Output exactly the lines below, starting with the line that has "Self::UnsupportedOperation(message.into())" and going on through the line that has "pub type Result<T>", both included, and no other lines.

START Record excerpts

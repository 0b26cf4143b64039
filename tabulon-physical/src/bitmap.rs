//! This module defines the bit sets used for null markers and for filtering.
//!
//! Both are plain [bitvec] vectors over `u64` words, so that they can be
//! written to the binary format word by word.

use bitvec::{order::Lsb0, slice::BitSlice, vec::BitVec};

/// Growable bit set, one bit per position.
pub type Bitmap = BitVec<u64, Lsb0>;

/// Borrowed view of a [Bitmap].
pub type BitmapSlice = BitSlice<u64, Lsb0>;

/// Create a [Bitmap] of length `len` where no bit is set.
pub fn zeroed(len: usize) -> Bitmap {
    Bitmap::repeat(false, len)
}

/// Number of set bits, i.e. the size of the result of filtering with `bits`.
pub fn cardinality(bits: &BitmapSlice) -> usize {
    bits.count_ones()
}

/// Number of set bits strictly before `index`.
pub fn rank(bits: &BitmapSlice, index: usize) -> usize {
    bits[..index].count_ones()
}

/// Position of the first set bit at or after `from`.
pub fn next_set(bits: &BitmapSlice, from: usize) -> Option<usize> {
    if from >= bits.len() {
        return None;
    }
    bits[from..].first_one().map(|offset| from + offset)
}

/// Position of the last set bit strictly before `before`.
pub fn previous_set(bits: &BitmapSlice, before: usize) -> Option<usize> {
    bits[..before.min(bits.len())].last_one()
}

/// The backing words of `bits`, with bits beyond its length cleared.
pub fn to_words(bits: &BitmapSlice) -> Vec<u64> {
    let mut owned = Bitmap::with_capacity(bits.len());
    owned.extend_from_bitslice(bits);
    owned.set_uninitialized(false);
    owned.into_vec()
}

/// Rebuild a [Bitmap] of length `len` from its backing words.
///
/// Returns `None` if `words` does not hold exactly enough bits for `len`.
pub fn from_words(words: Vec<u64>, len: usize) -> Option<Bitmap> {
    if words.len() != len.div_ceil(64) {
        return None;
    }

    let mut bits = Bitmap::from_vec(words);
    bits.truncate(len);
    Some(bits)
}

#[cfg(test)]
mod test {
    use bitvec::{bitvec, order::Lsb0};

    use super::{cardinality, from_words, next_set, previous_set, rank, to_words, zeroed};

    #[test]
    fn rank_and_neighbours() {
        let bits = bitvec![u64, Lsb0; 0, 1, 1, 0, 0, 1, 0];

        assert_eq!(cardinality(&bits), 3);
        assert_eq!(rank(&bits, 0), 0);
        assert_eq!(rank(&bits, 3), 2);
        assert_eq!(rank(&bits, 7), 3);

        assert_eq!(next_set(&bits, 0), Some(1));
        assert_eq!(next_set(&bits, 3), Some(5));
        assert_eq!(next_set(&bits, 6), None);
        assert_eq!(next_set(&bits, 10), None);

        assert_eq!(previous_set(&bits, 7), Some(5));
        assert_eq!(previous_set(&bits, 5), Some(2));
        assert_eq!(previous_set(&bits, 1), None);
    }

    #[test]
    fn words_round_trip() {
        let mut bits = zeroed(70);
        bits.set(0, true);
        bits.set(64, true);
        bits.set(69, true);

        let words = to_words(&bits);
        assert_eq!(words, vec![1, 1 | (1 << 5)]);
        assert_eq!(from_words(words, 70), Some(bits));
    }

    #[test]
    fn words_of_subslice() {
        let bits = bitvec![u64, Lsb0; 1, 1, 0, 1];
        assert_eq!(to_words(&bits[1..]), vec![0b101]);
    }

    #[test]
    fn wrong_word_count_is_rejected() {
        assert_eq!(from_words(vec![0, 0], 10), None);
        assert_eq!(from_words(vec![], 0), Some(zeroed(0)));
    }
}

END Record excerpts
START Record excerpts

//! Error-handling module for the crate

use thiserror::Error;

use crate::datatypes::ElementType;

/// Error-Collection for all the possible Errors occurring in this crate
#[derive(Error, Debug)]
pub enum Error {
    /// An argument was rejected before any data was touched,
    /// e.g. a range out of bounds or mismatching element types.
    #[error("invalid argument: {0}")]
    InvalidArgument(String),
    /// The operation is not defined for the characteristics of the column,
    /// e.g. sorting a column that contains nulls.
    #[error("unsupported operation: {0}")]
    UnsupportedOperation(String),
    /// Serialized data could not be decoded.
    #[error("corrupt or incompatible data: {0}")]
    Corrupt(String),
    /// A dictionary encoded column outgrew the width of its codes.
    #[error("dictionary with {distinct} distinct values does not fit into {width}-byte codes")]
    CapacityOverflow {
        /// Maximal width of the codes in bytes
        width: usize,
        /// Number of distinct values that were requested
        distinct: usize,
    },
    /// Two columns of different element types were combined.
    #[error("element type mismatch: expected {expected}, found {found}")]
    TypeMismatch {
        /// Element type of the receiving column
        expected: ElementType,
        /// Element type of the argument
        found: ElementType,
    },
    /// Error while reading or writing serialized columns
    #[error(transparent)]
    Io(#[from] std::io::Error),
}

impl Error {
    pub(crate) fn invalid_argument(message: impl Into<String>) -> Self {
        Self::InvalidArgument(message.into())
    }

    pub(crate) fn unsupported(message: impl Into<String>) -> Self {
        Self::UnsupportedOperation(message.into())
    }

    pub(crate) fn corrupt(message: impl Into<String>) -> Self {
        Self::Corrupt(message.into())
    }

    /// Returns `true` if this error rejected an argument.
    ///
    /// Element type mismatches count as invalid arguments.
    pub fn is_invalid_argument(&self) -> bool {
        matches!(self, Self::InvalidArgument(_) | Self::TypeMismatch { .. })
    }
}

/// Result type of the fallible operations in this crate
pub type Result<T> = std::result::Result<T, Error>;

END Record excerpts

(Finished exercise):
        Self::UnsupportedOperation(message.into())
    }

    pub(crate) fn corrupt(message: impl Into<String>) -> Self {
        Self::Corrupt(message.into())
    }

    /// Returns `true` if this error rejected an argument.
    ///
    /// Element type mismatches count as invalid arguments.
    pub fn is_invalid_argument(&self) -> bool {
        matches!(self, Self::InvalidArgument(_) | Self::TypeMismatch { .. })
    }
}

/// Result type of the fallible operations in this crate
pub type Result<T> = std::result::Result<T, Error>;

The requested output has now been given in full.